##### Input data #####

// Copyright 2025 the Understory Authors
// SPDX-License-Identifier: Apache-2.0 OR MIT

use criterion::{BatchSize, Criterion, Throughput, black_box, criterion_group, criterion_main};
use understory_quadtree::{Particle, Point, QuadTree, Region, Vec2};

const SIDE: f64 = 1000.0;

#[derive(Clone)]
struct Rng(u64);

impl Rng {
    fn new(seed: u64) -> Self {
        Self(seed)
    }
    fn next_u64(&mut self) -> u64 {
        let mut x = self.0;
        x ^= x << 13;
        x ^= x >> 7;
        x ^= x << 17;
        self.0 = x;
        x
    }
    fn next_f64(&mut self) -> f64 {
        let v = self.next_u64() >> 11;
        (v as f64) / ((1u64 << 53) as f64)
    }
}

fn domain() -> Region {
    Region::new(Point::ZERO, Point::new(SIDE, SIDE)).unwrap()
}

fn gen_uniform_points(count: usize, seed: u64) -> Vec<Point> {
    let mut rng = Rng::new(seed);
    (0..count)
        .map(|_| Point::new(rng.next_f64() * SIDE, rng.next_f64() * SIDE))
        .collect()
}

fn gen_clustered_points(n_clusters: usize, per_cluster: usize, spread: f64) -> Vec<Point> {
    let mut out = Vec::with_capacity(n_clusters * per_cluster);
    let mut rng = Rng::new(0xC1A5_7E55_9999_ABCD);
    for _ in 0..n_clusters {
        let (cx, cy) = (rng.next_f64() * SIDE, rng.next_f64() * SIDE);
        for _ in 0..per_cluster {
            let dx = (rng.next_f64() - 0.5) * spread;
            let dy = (rng.next_f64() - 0.5) * spread;
            out.push(Point::new((cx + dx).clamp(0.0, SIDE), (cy + dy).clamp(0.0, SIDE)));
        }
    }
    out
}

fn gen_particles(count: usize, speed: f64) -> Vec<Particle> {
    let mut rng = Rng::new(0xFACE_FEED_CAFE_BABE);
    (0..count)
        .map(|_| {
            let p = Point::new(rng.next_f64() * SIDE, rng.next_f64() * SIDE);
            let v = Vec2::new((rng.next_f64() - 0.5) * speed, (rng.next_f64() - 0.5) * speed);
            Particle::new(p, v)
        })
        .collect()
}

fn build(points: &[Point], bucket: usize) -> QuadTree<usize> {
    let mut tree = QuadTree::new(domain(), bucket).unwrap();
    tree.insert(points, 0..points.len()).unwrap();
    tree
}

fn brute_force_knn(points: &[Point], query: Point, k: usize) -> Vec<usize> {
    let mut order: Vec<usize> = (0..points.len()).collect();
    order.sort_by(|&a, &b| query.distance(points[a]).total_cmp(&query.distance(points[b])));
    order.truncate(k);
    order
}

fn bench_insert(c: &mut Criterion) {
    let mut group = c.benchmark_group("insert");
    for &n in &[1_000usize, 10_000, 100_000] {
        let uniform = gen_uniform_points(n, 0xCAFE_F00D_DEAD_BEEF);
        group.throughput(Throughput::Elements(n as u64));
        for bucket in [4usize, 16] {
            group.bench_function(format!("uniform_n{}_b{}", n, bucket), |b| {
                b.iter(|| black_box(build(&uniform, bucket).node_count()));
            });
        }
    }
    let clustered = gen_clustered_points(20, 500, 40.0);
    group.throughput(Throughput::Elements(clustered.len() as u64));
    group.bench_function("clustered_b8", |b| {
        b.iter(|| black_box(build(&clustered, 8).node_count()));
    });
    group.finish();
}

fn bench_update(c: &mut Criterion) {
    let mut group = c.benchmark_group("update");
    let bounds = domain().rect();
    for &n in &[1_000usize, 10_000] {
        group.throughput(Throughput::Elements(n as u64));
        for speed in [1.0_f64, 50.0] {
            let particles = gen_particles(n, speed);
            group.bench_function(format!("step_n{}_speed{}", n, speed), |b| {
                b.iter_batched(
                    || {
                        let mut tree = QuadTree::new(domain(), 8).unwrap();
                        tree.insert(&particles, 0..particles.len()).unwrap();
                        let mut moved = particles.clone();
                        for p in &mut moved {
                            p.advance(1.0, bounds);
                        }
                        (tree, moved)
                    },
                    |(mut tree, moved)| {
                        let summary = tree.update(&moved).unwrap();
                        black_box(summary.relocated);
                    },
                    BatchSize::LargeInput,
                )
            });
        }
        let particles = gen_particles(n, 1.0);
        let mut tree = QuadTree::new(domain(), 8).unwrap();
        tree.insert(&particles, 0..particles.len()).unwrap();
        group.bench_function(format!("idle_n{}", n), |b| {
            b.iter(|| black_box(tree.update(&particles).unwrap()));
        });
    }
    group.finish();
}

fn bench_knn(c: &mut Criterion) {
    let mut group = c.benchmark_group("knn");
    let queries = gen_uniform_points(64, 0x1234_5678_9ABC_DEF0);
    for &n in &[1_000usize, 10_000, 100_000] {
        let points = gen_uniform_points(n, 0xBADC_F00D_1234_5678);
        let tree = build(&points, 8);
        group.throughput(Throughput::Elements(queries.len() as u64));
        for k in [1usize, 10, 50] {
            group.bench_function(format!("quadtree_n{}_k{}", n, k), |b| {
                b.iter(|| {
                    for &q in &queries {
                        black_box(tree.knn(&points, q, k).unwrap());
                    }
                });
            });
        }
        if n <= 10_000 {
            group.bench_function(format!("brute_force_n{}_k10", n), |b| {
                b.iter(|| {
                    for &q in &queries {
                        black_box(brute_force_knn(&points, q, 10));
                    }
                });
            });
        }
    }
    group.finish();
}

fn bench_query_region(c: &mut Criterion) {
    let mut group = c.benchmark_group("query_region");
    let points = gen_uniform_points(50_000, 0xDEAD_BEEF_0BAD_F00D);
    let tree = build(&points, 8);
    for side in [10.0_f64, 100.0, 400.0] {
        let area = Region::new(Point::new(300.0, 300.0), Point::new(300.0 + side, 300.0 + side))
            .unwrap();
        group.bench_function(format!("square_{}", side), |b| {
            b.iter(|| black_box(tree.query_region(&points, &area).len()));
        });
    }
    group.finish();
}

criterion_group!(benches, bench_insert, bench_update, bench_knn, bench_query_region);
criterion_main!(benches);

#####

Repeat verbatim the opening run of entries, ending with the line that contains "let mut rng = Rng::new(0xC1A5_7E55_9999_ABCD);".

// Copyright 2025 the Understory Authors
// SPDX-License-Identifier: Apache-2.0 OR MIT

use criterion::{BatchSize, Criterion, Throughput, black_box, criterion_group, criterion_main};
use understory_quadtree::{Particle, Point, QuadTree, Region, Vec2};

const SIDE: f64 = 1000.0;

#[derive(Clone)]
struct Rng(u64);

impl Rng {
    fn new(seed: u64) -> Self {
        Self(seed)
    }
    fn next_u64(&mut self) -> u64 {
        let mut x = self.0;
        x ^= x << 13;
        x ^= x >> 7;
        x ^= x << 17;
        self.0 = x;
        x
    }
    fn next_f64(&mut self) -> f64 {
        let v = self.next_u64() >> 11;
        (v as f64) / ((1u64 << 53) as f64)
    }
}

fn domain() -> Region {
    Region::new(Point::ZERO, Point::new(SIDE, SIDE)).unwrap()
}

fn gen_uniform_points(count: usize, seed: u64) -> Vec<Point> {
    let mut rng = Rng::new(seed);
    (0..count)
        .map(|_| Point::new(rng.next_f64() * SIDE, rng.next_f64() * SIDE))
        .collect()
}

fn gen_clustered_points(n_clusters: usize, per_cluster: usize, spread: f64) -> Vec<Point> {
    let mut out = Vec::with_capacity(n_clusters * per_cluster);
    let mut rng = Rng::new(0xC1A5_7E55_9999_ABCD);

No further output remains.